When an organization first undertakes the effort of implementing an Information Security Framework or Management System, a key step is the development of policies, procedures, and standards. Every information security framework requires the development and implementation of policies. NIST SP 800-171, HIPAA, ISO 27001:2013, PCI, SOC 2 Type II and others have specific controls around these documented policies, procedures, and standards.
Specifically, the value documented policies provide encompasses two areas. First, having documented policies memorializes the intent of the organization. Having these policies documented and available to the workforce, provides a vehicle of enforcement. Second, the documenting of policies provides continuity in execution. Often, organizations rely on “tribal knowledge” when work effort materializes. Documented policies, procedures, and standards prevent unnecessary inconsistency in execution.
Policies are implemented. What are the next steps?
Once the initial policies have been developed and implemented, the periodic review cycle begins. Regulations, customer obligations, and the threat landscape change. Additionally, security incidents may force stricter controls in an organization. As a result, the security posture within these organizations evolves. For example, the frequency of phishing attacks has increased and is accelerating. Companies will implement additional controls to mitigate the risk. The result of this is an evolution of policies, procedures, and standards to tackle the risk. This should be an ongoing activity.

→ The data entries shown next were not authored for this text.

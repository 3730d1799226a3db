use crate::errors::ApiError;
use crate::server::{resolve_namespace, AppState};
use axum::extract::{Path, Query, State};
use axum::http::HeaderMap;
use axum::Json;
use noetic_common::types::FetchMode;
use noetic_crawl::JobStatus;
use serde::Serialize;

use super::batch_crawl::BatchCrawlBody;
use super::search::NamespaceQuery;

#[derive(Serialize)]
pub struct SubmitResponse {
    pub id: String,
}

pub async fn submit(
    State(state): State<AppState>,
    Query(query): Query<NamespaceQuery>,
    headers: HeaderMap,
    Json(body): Json<BatchCrawlBody>,
) -> Result<Json<SubmitResponse>, ApiError> {
    if body.urls.is_empty() && body.domain.is_none() {
        return Err(noetic_common::Error::InvalidInput("either urls or domain must be provided".to_string()).into());
    }
    let namespace = resolve_namespace(&state, body.namespace.as_deref(), query.namespace.as_deref(), &headers);
    let fetch_mode = match body.fetch_mode.as_deref() {
        None | Some("auto") => FetchMode::Auto,
        Some(name) => FetchMode::Named(name.to_string()),
    };
    let config = &state.service.config.crawl;
    let request = noetic_crawl::BatchCrawlRequest {
        urls: body.urls,
        domain: body.domain,
        fetch_mode,
        chunk_strategy: body.chunk_strategy.unwrap_or_else(|| "sentence".to_string()),
        max_concurrency: body.max_concurrency.unwrap_or(config.max_concurrency),
        rate_limit_ms: body.rate_limit_ms.unwrap_or(config.rate_limit_ms),
        path_filter: body.path_filter,
        max_urls: body.max_urls.unwrap_or(500),
        auto_chunk: body.auto_chunk.unwrap_or(config.auto_chunk),
        namespace,
    };
    let id = state.service.jobs.submit(request).await;
    Ok(Json(SubmitResponse { id }))
}

pub async fn list(State(state): State<AppState>) -> Json<Vec<JobStatus>> {
    Json(state.service.jobs.list().await)
}

pub async fn status(State(state): State<AppState>, Path(id): Path<String>) -> Result<Json<JobStatus>, ApiError> {
    let status = state.service.jobs.status(&id).await?;
    Ok(Json(status))
}

#[derive(Serialize)]
pub struct CancelResponse {
    pub cancelled: bool,
}

pub async fn cancel(State(state): State<AppState>, Path(id): Path<String>) -> Result<Json<CancelResponse>, ApiError> {
    state.service.jobs.cancel(&id).await?;
    Ok(Json(CancelResponse { cancelled: true }))
}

How often should policies be reviewed?
There is no specific interval that fits every company. However, there should be, at a minimum, an annual review of policies to determine if changes are necessary based on the factors stated above. A review and change log should be maintained, even if the policy is not updated. Having evidence of this policy review will serve the purpose of demonstrating the appropriate diligence. Additionally, policies should include a change history within each document recording the reviews or previous versions should be archived.

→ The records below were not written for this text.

//! Tool dispatch table: MCP tool name to core-service call, per the
//! stdio transport's name -> core call mapping.

use noetic_common::types::FetchMode;
use noetic_common::{Error, Result};
use noetic_core::NoeticService;
use serde_json::{json, Value};

pub const TOOL_NAMES: &[&str] = &[
    "web_search",
    "crawl_page",
    "chunk_content",
    "cache_query",
    "cache_evict",
    "cache_flush",
    "batch_crawl",
    "discover_sitemap",
    "map_site",
    "job_status",
    "job_cancel",
    "cache_promote",
];

fn str_field<'a>(params: &'a Value, key: &str) -> Option<&'a str> {
    params.get(key).and_then(Value::as_str)
}

fn usize_field(params: &Value, key: &str, default: usize) -> usize {
    params.get(key).and_then(Value::as_u64).map_or(default, |v| v as usize)
}

fn namespace_field(service: &NoeticService, params: &Value) -> String {
    service.resolve_namespace(str_field(params, "namespace"), None)
}

fn fetch_mode_field(params: &Value) -> FetchMode {
    match str_field(params, "fetchMode") {
        None | Some("auto") => FetchMode::Auto,
        Some(name) => FetchMode::Named(name.to_string()),
    }
}

#[tracing::instrument(skip(service, params), fields(tool))]
pub async fn dispatch(service: &NoeticService, tool: &str, params: Value) -> Result<Value> {
    match tool {
        "web_search" => {
            let request: noetic_search::types::SearchRequest = serde_json::from_value(params.clone()).map_err(|e| Error::InvalidInput(e.to_string()))?;
            if request.query.trim().is_empty() {
                return Err(Error::InvalidInput("query must not be empty".to_string()));
            }
            let namespace = namespace_field(service, &params);
            let response = service.web_search.search(&request, &namespace).await?;
            serde_json::to_value(response).map_err(Into::into)
        }
        "crawl_page" => {
            let url = str_field(&params, "url").ok_or_else(|| Error::InvalidInput("url is required".to_string()))?;
            let result = service.crawl_page(url, fetch_mode_field(&params)).await?;
            serde_json::to_value(SerializableFetchResult::from(result)).map_err(Into::into)
        }
        "chunk_content" => {
            let content = str_field(&params, "content").ok_or_else(|| Error::InvalidInput("content is required".to_string()))?;
            let strategy = str_field(&params, "strategy").unwrap_or("sentence");
            let max_chunk_size = usize_field(&params, "maxChunkSize", 1000);
            let overlap = usize_field(&params, "overlap", 100);
            let source_url = str_field(&params, "sourceUrl");
            let namespace = namespace_field(service, &params);
            let outcome = service.chunk.chunk(content, strategy, max_chunk_size, overlap, source_url, &namespace).await?;
            serde_json::to_value(outcome).map_err(Into::into)
        }
        "cache_query" => {
            let query = str_field(&params, "query").ok_or_else(|| Error::InvalidInput("query is required".to_string()))?;
            let top_k = usize_field(&params, "topK", 10);
            let threshold = params.get("threshold").and_then(Value::as_f64).unwrap_or(0.0) as f32;
            let namespace = namespace_field(service, &params);
            let matches = service.cache.query(query, top_k, threshold, &namespace).await?;
            serde_json::to_value(matches).map_err(Into::into)
        }
        "cache_evict" => {
            let report = service.eviction.run_eviction().await?;
            serde_json::to_value(report).map_err(Into::into)
        }
        "cache_flush" => {
            let removed = service.eviction.flush_all().await?;
            Ok(json!({ "removed": removed }))
        }
        "batch_crawl" => {
            let request = build_batch_crawl_request(service, &params)?;
            let report = service.batch_crawl.batch_crawl(request).await?;
            serde_json::to_value(report).map_err(Into::into)
        }
        "discover_sitemap" => {
            let domain = str_field(&params, "domain").ok_or_else(|| Error::InvalidInput("domain is required".to_string()))?;
            let max_urls = usize_field(&params, "maxUrls", 1000);
            let path_filter = str_field(&params, "pathFilter");
            let urls = service.sitemap.discover(domain, max_urls, path_filter).await?;
            Ok(json!({ "discoveredUrls": urls }))
        }
        "map_site" => {
            let start_url = str_field(&params, "startUrl").ok_or_else(|| Error::InvalidInput("startUrl is required".to_string()))?;
            let max_depth = usize_field(&params, "maxDepth", 2) as u32;
            let max_urls = usize_field(&params, "maxUrls", 1000);
            let path_filter = str_field(&params, "pathFilter");
            let urls = service.map.map(start_url, max_depth, max_urls, path_filter).await?;
            Ok(json!({ "urls": urls }))
        }
        "job_status" => {
            let job_id = str_field(&params, "jobId").ok_or_else(|| Error::InvalidInput("jobId is required".to_string()))?;
            let status = service.jobs.status(job_id).await?;
            serde_json::to_value(status).map_err(Into::into)
        }
        "job_cancel" => {
            let job_id = str_field(&params, "jobId").ok_or_else(|| Error::InvalidInput("jobId is required".to_string()))?;
            service.jobs.cancel(job_id).await?;
            Ok(json!({ "cancelled": true }))
        }
        "cache_promote" => {
            let promoted = service.store.promote().await?;
            Ok(json!({ "promoted": promoted }))
        }
        other => Err(Error::NotFound(format!("unknown tool: {other}"))),
    }
}

fn build_batch_crawl_request(service: &NoeticService, params: &Value) -> Result<noetic_crawl::BatchCrawlRequest> {
    let urls = params
        .get("urls")
        .and_then(Value::as_array)
        .map(|a| a.iter().filter_map(Value::as_str).map(str::to_string).collect())
        .unwrap_or_default();
    Ok(noetic_crawl::BatchCrawlRequest {
        urls,
        domain: str_field(params, "domain").map(str::to_string),
        fetch_mode: fetch_mode_field(params),
        chunk_strategy: str_field(params, "chunkStrategy").unwrap_or("sentence").to_string(),
        max_concurrency: usize_field(params, "maxConcurrency", service.config.crawl.max_concurrency),
        rate_limit_ms: params.get("rateLimitMs").and_then(Value::as_u64).unwrap_or(service.config.crawl.rate_limit_ms),
        path_filter: str_field(params, "pathFilter").map(str::to_string),
        max_urls: usize_field(params, "maxUrls", 1000),
        auto_chunk: params.get("autoChunk").and_then(Value::as_bool).unwrap_or(service.config.crawl.auto_chunk),
        namespace: namespace_field(service, params),
    })
}

/// `FetchResult` carries a `Duration`, which does not serialize; this is
/// the wire-shape projection returned to MCP/HTTP callers.
#[derive(serde::Serialize)]
struct SerializableFetchResult {
    final_url: String,
    title: String,
    content: String,
    links: Vec<String>,
    images: Vec<String>,
    word_count: usize,
    status: u16,
    fetcher_used: String,
    elapsed_ms: u128,
}

impl From<noetic_fetch::FetchResult> for SerializableFetchResult {
    fn from(r: noetic_fetch::FetchResult) -> Self {
        Self {
            final_url: r.final_url,
            title: r.title,
            content: r.content,
            links: r.links,
            images: r.images,
            word_count: r.word_count,
            status: r.status,
            fetcher_used: r.fetcher_used,
            elapsed_ms: r.elapsed.as_millis(),
        }
    }
}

Who owns the policy review?
Generally, the policy review is initiated by the Information Security function. However, in some organizations, the security responsibilities may be divided among several individuals. As a best practice, each policy should have an owner, author, and approver. The policy owner should ultimately have the responsibility of initiating the review.
Any other follow up?
The revision of policies provides an excellent opportunity for internal audit. Periodically, organizations should review the content in policies, procedures, and standards and verify that the activities in these documents are being performed as prescribed and the documents truly represent the activities taking place. In other words, we do what is documented and we document what we do.